Taking a snapshot
Steps for taking a global snapshot or per node.
Snapshots are taken per node using the nodetool
snapshot command. To take a global snapshot, run the nodetool
snapshot
command with a parallel ssh utility, such as pssh.
A snapshot first flushes all in-memory
writes to disk, then makes a hard link of the SSTable files for each keyspace. You
must have enough free disk space on the node to accommodate making snapshots of your
data files. A single snapshot requires little disk space. However, snapshots can
cause your disk usage to grow more quickly over time because a snapshot prevents old
obsolete data files from being deleted. After the snapshot is complete, you can move
the backup files to another location if needed, or you can leave them in
place.
Note: Restoring from a snapshot requires the table schema.
Procedure
-
Run nodetool cleanup to ensure that invalid replicas are
removed.
installation_location/bin/nodetool cleanup cycling
-
Run the nodetool snapshot command, specifying the hostname, JMX port, and
keyspace. For example:
nodetool snapshot -t cycling_2017-3-9 cycling
Results
The name of the snapshot directory
appears:
Requested creating snapshot(s) for [cycling] with snapshot name [2015.07.17]
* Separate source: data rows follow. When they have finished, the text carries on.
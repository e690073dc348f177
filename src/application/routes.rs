/******************************************************************************
   Author: Joaquín Béjar García
   Email: jb@taunais.com
   Date: 19/10/26
******************************************************************************/

//! Route table for every named operation.
//!
//! Each operation maps to a service, an HTTP method and a path relative to the
//! service's versioned prefix. A `{id}` segment in the path is filled with the
//! caller's identifier, percent-encoded as a single segment.

use crate::config::Config;
use crate::error::AppError;
use reqwest::{Method, Url};
use serde::{Deserialize, Serialize};
use std::fmt;

const ID_PLACEHOLDER: &str = "{id}";

/// Backend services reached by the client
#[derive(Debug, Clone, Copy, PartialEq, Eq, Hash, Serialize, Deserialize)]
#[serde(rename_all = "lowercase")]
pub enum Service {
    /// Products and filters
    Catalog,
    /// Shopping cart
    Cart,
    /// Users and sessions
    Identity,
    /// Orders
    Orders,
}

impl Service {
    /// Every service, in declaration order
    pub const ALL: [Service; 4] = [
        Service::Catalog,
        Service::Cart,
        Service::Identity,
        Service::Orders,
    ];

    /// Lowercase service name
    #[must_use]
    pub fn name(self) -> &'static str {
        match self {
            Service::Catalog => "catalog",
            Service::Cart => "cart",
            Service::Identity => "identity",
            Service::Orders => "orders",
        }
    }
}

impl fmt::Display for Service {
    fn fmt(&self, f: &mut fmt::Formatter<'_>) -> fmt::Result {
        f.write_str(self.name())
    }
}

/// Named operations exposed by the client
#[derive(Debug, Clone, Copy, PartialEq, Eq, Hash)]
pub enum Operation {
    /// List products, paginated
    CatalogList,
    /// Details of one product
    CatalogDetails,
    /// Available product filters
    CatalogFilters,
    /// Items in the cart
    CartGet,
    /// Add a product to the cart
    CartAddItem,
    /// Remove a cart line
    CartRemoveItem,
    /// Decrease the quantity of a cart line by one
    CartReduceQuantity,
    /// Empty the cart
    CartClear,
    /// Sign in
    IdentityLogin,
    /// Create an account
    IdentityRegister,
    /// The signed-in user
    IdentityCurrentUser,
    /// Orders of the signed-in user
    OrdersList,
    /// Place an order
    OrdersCreate,
}

/// Where and how an operation is sent
#[derive(Debug, Clone, PartialEq, Eq)]
pub struct Route {
    /// Target service
    pub service: Service,
    /// HTTP method
    pub method: Method,
    /// Path below the versioned prefix; may contain `{id}`
    pub path: &'static str,
}

impl Operation {
    /// Every operation, grouped by service
    pub const ALL: [Operation; 13] = [
        Operation::CatalogList,
        Operation::CatalogDetails,
        Operation::CatalogFilters,
        Operation::CartGet,
        Operation::CartAddItem,
        Operation::CartRemoveItem,
        Operation::CartReduceQuantity,
        Operation::CartClear,
        Operation::IdentityLogin,
        Operation::IdentityRegister,
        Operation::IdentityCurrentUser,
        Operation::OrdersList,
        Operation::OrdersCreate,
    ];

    /// Route of this operation
    #[must_use]
    pub fn route(self) -> Route {
        use Operation::*;
        use Service::*;

        let (service, method, path) = match self {
            CatalogList => (Catalog, Method::GET, "products"),
            // product details live directly under the prefix, not under products/
            CatalogDetails => (Catalog, Method::GET, "{id}"),
            CatalogFilters => (Catalog, Method::GET, "filters"),
            CartGet => (Cart, Method::GET, "cart/items"),
            CartAddItem => (Cart, Method::POST, "cart/add"),
            CartRemoveItem => (Cart, Method::DELETE, "cart/delete/{id}"),
            CartReduceQuantity => (Cart, Method::DELETE, "cart/reduce/{id}"),
            CartClear => (Cart, Method::DELETE, "cart/clearAll"),
            IdentityLogin => (Identity, Method::POST, "user/login"),
            IdentityRegister => (Identity, Method::POST, "user/register"),
            IdentityCurrentUser => (Identity, Method::GET, "user/currentuser"),
            OrdersList => (Orders, Method::GET, "order/items"),
            OrdersCreate => (Orders, Method::POST, "order/product"),
        };

        Route {
            service,
            method,
            path,
        }
    }

    /// Dotted name used in logs, e.g. `cart.remove_item`
    #[must_use]
    pub fn name(self) -> &'static str {
        match self {
            Operation::CatalogList => "catalog.list",
            Operation::CatalogDetails => "catalog.details",
            Operation::CatalogFilters => "catalog.fetch_filters",
            Operation::CartGet => "cart.get",
            Operation::CartAddItem => "cart.add_item",
            Operation::CartRemoveItem => "cart.remove_item",
            Operation::CartReduceQuantity => "cart.reduce_quantity",
            Operation::CartClear => "cart.clear",
            Operation::IdentityLogin => "identity.login",
            Operation::IdentityRegister => "identity.register",
            Operation::IdentityCurrentUser => "identity.current_user",
            Operation::OrdersList => "orders.list",
            Operation::OrdersCreate => "orders.create",
        }
    }
}

impl fmt::Display for Operation {
    fn fmt(&self, f: &mut fmt::Formatter<'_>) -> fmt::Result {
        f.write_str(self.name())
    }
}

impl Route {
    /// Whether the path needs an identifier
    #[must_use]
    pub fn takes_id(&self) -> bool {
        self.path.split('/').any(|segment| segment == ID_PLACEHOLDER)
    }

    /// Builds the absolute URL of this route
    ///
    /// # Errors
    /// * `AppError::InvalidInput` when `id` is missing, empty, `.` or `..`, or
    ///   given to a route without `{id}`
    /// * `AppError::Config` when the service's base URL cannot be parsed
    pub fn url(&self, config: &Config, id: Option<&str>) -> Result<Url, AppError> {
        match (self.takes_id(), id) {
            (true, None) => {
                return Err(AppError::InvalidInput(format!(
                    "{} requires an identifier",
                    self.path
                )));
            }
            (true, Some(id)) if id.trim().is_empty() => {
                return Err(AppError::InvalidInput(
                    "identifier must not be empty".to_string(),
                ));
            }
            // dot segments are dropped by URL normalization
            (true, Some(id @ ("." | ".."))) => {
                return Err(AppError::InvalidInput(format!(
                    "identifier {id} is not a valid path segment"
                )));
            }
            (false, Some(id)) => {
                return Err(AppError::InvalidInput(format!(
                    "{} takes no identifier, got {id}",
                    self.path
                )));
            }
            _ => {}
        }

        let base = config.base_url(self.service);
        let mut url = Url::parse(base)
            .map_err(|e| AppError::Config(format!("invalid {} base URL {base}: {e}", self.service)))?;

        {
            let mut segments = url.path_segments_mut().map_err(|_| {
                AppError::Config(format!("{} base URL {base} cannot hold a path", self.service))
            })?;
            segments.pop_if_empty();
            segments.extend(config.api_prefix.split('/').filter(|s| !s.is_empty()));
            for segment in self.path.split('/') {
                match (segment, id) {
                    (ID_PLACEHOLDER, Some(id)) => segments.push(id),
                    _ => segments.push(segment),
                };
            }
        }

        Ok(url)
    }
}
Snapshot directory: cycling_2017-3-9
The snapshot files are created in
data/keyspace_name/table_name-UUID/snapshots/snapshot_name
directory.
ls -1 data/cycling/cyclist_name-9e516080f30811e689e40725f37c761d/snapshots/cycling_2017-3-9
The default location of the data directory is installation_location/data/data
The data files extension is .db and the full CQL to create the
table is in the schema.cql
file.
manifest.json
mc-1-big-CompressionInfo.db
mc-1-big-Data.db
mc-1-big-Digest.crc32
mc-1-big-Filter.db
mc-1-big-Index.db
mc-1-big-Statistics.db
mc-1-big-Summary.db
mc-1-big-TOC.txt
schema.cql